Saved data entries

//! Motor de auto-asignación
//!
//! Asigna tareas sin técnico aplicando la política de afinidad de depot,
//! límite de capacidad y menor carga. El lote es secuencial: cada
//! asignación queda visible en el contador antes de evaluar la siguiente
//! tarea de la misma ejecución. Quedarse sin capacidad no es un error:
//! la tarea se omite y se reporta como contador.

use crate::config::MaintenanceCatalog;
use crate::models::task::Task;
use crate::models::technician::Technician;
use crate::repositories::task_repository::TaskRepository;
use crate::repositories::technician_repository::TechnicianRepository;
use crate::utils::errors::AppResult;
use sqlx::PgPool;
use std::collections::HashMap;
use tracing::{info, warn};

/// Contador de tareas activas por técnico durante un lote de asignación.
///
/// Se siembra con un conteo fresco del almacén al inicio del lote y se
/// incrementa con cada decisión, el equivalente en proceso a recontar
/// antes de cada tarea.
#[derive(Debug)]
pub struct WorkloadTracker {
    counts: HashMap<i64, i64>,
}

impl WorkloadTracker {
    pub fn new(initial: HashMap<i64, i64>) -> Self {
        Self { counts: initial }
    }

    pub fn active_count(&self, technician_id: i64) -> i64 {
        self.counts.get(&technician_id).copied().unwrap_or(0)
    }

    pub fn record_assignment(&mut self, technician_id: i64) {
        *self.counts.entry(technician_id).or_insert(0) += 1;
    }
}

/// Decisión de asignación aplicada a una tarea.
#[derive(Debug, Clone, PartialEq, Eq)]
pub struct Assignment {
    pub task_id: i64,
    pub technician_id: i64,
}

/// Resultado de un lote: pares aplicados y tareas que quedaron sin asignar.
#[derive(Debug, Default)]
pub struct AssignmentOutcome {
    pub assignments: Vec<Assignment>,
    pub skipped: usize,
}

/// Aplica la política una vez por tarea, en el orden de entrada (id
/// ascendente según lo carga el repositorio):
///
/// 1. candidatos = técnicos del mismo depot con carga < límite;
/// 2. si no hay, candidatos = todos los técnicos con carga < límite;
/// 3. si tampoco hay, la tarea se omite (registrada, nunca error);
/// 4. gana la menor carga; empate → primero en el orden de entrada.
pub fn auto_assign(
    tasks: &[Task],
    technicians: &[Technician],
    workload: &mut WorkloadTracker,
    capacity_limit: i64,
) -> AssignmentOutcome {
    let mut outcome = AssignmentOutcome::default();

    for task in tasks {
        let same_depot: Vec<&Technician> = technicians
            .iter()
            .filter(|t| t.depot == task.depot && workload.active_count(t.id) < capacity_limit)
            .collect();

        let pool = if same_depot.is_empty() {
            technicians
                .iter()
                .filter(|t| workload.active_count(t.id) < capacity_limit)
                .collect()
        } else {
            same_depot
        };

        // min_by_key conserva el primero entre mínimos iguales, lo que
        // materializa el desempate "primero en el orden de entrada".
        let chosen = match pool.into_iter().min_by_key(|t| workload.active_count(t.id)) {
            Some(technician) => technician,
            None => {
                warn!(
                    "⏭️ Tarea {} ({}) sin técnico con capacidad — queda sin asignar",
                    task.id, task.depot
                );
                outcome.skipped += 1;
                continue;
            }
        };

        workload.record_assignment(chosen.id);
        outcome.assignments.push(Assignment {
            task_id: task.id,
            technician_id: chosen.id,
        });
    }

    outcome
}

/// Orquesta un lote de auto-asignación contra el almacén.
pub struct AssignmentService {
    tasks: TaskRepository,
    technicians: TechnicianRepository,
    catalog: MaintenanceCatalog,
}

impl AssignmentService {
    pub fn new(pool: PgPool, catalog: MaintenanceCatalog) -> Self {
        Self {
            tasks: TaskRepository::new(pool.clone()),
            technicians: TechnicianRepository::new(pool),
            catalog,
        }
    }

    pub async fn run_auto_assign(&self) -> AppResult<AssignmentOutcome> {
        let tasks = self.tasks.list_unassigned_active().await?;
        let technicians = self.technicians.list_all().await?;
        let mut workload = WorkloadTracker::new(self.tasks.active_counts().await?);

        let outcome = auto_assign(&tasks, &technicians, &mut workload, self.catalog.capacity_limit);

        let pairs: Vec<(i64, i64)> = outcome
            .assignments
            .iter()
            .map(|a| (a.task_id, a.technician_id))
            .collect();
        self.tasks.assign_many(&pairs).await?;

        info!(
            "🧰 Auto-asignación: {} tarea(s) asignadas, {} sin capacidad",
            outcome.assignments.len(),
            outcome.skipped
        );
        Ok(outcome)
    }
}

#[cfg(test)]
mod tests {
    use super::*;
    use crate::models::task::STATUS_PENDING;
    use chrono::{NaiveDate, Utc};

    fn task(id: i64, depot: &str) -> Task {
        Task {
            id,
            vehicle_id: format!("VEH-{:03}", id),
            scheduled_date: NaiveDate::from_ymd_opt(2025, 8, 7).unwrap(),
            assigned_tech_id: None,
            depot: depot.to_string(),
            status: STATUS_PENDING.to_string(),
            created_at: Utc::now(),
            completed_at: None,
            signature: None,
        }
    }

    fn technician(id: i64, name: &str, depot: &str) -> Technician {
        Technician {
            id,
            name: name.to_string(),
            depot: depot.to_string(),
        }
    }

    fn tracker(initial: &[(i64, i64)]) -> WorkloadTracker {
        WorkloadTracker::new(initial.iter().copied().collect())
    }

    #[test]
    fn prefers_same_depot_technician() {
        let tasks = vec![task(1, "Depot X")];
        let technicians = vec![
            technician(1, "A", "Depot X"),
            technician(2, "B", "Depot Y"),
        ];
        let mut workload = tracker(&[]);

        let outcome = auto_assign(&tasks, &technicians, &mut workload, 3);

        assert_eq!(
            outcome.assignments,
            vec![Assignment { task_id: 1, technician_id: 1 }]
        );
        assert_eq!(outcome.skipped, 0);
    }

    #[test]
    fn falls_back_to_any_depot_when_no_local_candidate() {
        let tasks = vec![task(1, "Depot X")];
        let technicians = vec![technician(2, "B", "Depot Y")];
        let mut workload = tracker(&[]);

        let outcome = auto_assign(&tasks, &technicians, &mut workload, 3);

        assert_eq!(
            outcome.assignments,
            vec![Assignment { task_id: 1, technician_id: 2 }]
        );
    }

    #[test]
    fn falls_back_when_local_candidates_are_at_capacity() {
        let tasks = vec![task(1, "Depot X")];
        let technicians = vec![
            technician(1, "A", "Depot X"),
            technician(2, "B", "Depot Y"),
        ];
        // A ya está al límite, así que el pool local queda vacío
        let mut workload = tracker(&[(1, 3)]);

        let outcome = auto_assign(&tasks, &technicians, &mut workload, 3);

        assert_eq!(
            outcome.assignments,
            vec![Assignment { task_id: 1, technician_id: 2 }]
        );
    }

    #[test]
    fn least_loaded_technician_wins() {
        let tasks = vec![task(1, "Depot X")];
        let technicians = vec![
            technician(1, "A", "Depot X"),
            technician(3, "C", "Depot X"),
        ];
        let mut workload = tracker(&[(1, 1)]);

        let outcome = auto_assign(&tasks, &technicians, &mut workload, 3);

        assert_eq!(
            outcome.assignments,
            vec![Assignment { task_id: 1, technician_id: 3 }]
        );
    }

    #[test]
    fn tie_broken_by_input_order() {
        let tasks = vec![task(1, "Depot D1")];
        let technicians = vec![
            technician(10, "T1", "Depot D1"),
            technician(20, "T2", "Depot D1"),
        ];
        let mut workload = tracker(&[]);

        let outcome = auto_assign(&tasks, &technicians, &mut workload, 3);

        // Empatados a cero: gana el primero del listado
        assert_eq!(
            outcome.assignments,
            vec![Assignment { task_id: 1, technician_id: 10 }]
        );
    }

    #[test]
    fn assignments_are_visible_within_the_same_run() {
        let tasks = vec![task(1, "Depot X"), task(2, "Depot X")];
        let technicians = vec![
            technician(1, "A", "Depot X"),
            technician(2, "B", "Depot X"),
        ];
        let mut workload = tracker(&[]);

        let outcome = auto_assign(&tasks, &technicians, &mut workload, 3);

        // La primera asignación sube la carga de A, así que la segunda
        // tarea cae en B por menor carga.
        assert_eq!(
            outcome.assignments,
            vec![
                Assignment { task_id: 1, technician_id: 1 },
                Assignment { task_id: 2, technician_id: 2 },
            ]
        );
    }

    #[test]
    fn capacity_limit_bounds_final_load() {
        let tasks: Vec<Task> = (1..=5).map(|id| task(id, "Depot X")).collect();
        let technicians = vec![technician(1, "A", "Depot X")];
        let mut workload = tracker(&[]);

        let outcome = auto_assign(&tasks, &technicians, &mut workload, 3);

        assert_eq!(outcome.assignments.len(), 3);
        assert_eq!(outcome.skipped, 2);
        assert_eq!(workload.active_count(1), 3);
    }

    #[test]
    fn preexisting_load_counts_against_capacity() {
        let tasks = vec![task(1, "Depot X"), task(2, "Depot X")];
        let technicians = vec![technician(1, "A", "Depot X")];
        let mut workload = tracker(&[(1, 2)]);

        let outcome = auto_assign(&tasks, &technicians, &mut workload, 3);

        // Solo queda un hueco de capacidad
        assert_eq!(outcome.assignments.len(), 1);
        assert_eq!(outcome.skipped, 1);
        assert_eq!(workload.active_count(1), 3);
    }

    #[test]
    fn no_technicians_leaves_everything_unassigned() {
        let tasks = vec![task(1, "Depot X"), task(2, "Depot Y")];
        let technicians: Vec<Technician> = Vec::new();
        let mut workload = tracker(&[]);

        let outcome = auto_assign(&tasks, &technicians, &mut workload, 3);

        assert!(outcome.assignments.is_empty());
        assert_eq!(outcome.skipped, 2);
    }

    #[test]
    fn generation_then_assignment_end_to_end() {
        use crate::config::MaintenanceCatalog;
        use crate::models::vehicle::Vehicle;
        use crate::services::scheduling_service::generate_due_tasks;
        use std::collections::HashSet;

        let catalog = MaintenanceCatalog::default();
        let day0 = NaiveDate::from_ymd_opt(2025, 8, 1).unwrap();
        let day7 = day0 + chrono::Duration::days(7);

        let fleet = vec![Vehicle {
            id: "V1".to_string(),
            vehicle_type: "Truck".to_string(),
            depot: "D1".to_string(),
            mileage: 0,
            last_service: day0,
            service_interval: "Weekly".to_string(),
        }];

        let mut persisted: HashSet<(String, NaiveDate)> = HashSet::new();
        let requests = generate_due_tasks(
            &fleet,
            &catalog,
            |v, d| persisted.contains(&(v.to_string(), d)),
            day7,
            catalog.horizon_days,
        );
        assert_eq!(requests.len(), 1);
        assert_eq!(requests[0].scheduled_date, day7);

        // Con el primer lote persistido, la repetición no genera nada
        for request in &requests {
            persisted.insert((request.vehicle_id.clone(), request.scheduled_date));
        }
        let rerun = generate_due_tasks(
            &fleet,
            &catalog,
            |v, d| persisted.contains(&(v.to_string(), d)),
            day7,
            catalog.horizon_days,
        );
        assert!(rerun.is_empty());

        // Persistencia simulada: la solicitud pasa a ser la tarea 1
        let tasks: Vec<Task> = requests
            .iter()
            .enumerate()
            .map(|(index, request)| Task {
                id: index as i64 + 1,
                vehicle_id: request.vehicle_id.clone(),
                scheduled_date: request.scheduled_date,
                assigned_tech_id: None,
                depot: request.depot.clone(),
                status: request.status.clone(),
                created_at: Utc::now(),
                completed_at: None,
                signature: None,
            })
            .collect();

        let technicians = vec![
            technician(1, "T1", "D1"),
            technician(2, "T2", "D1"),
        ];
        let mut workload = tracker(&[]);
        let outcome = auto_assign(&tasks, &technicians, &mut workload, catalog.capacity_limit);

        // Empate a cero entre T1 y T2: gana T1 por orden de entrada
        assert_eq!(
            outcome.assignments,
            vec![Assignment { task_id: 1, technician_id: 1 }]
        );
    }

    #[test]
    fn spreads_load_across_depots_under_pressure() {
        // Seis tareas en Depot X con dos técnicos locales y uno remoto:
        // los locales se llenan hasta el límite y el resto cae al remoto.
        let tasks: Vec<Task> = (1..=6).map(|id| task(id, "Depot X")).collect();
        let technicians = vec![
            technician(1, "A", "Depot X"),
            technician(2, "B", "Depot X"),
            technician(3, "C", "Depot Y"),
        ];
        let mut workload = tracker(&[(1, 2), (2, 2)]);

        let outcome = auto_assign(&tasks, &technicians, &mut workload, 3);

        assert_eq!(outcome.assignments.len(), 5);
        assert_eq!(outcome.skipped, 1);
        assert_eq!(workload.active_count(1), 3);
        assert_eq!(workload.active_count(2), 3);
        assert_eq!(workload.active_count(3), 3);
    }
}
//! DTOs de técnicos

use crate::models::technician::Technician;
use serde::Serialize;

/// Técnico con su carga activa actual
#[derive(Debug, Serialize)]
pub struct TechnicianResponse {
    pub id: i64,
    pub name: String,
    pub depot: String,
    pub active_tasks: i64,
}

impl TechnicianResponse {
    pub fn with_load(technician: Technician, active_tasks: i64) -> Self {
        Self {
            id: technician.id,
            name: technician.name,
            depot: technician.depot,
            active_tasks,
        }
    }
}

» WHAT IS NEEDED: Please return all lines above in which the string "locales" is found.

» ANSWER SPACE:
        // Seis tareas en Depot X con dos técnicos locales y uno remoto:
        // los locales se llenan hasta el límite y el resto cae al remoto.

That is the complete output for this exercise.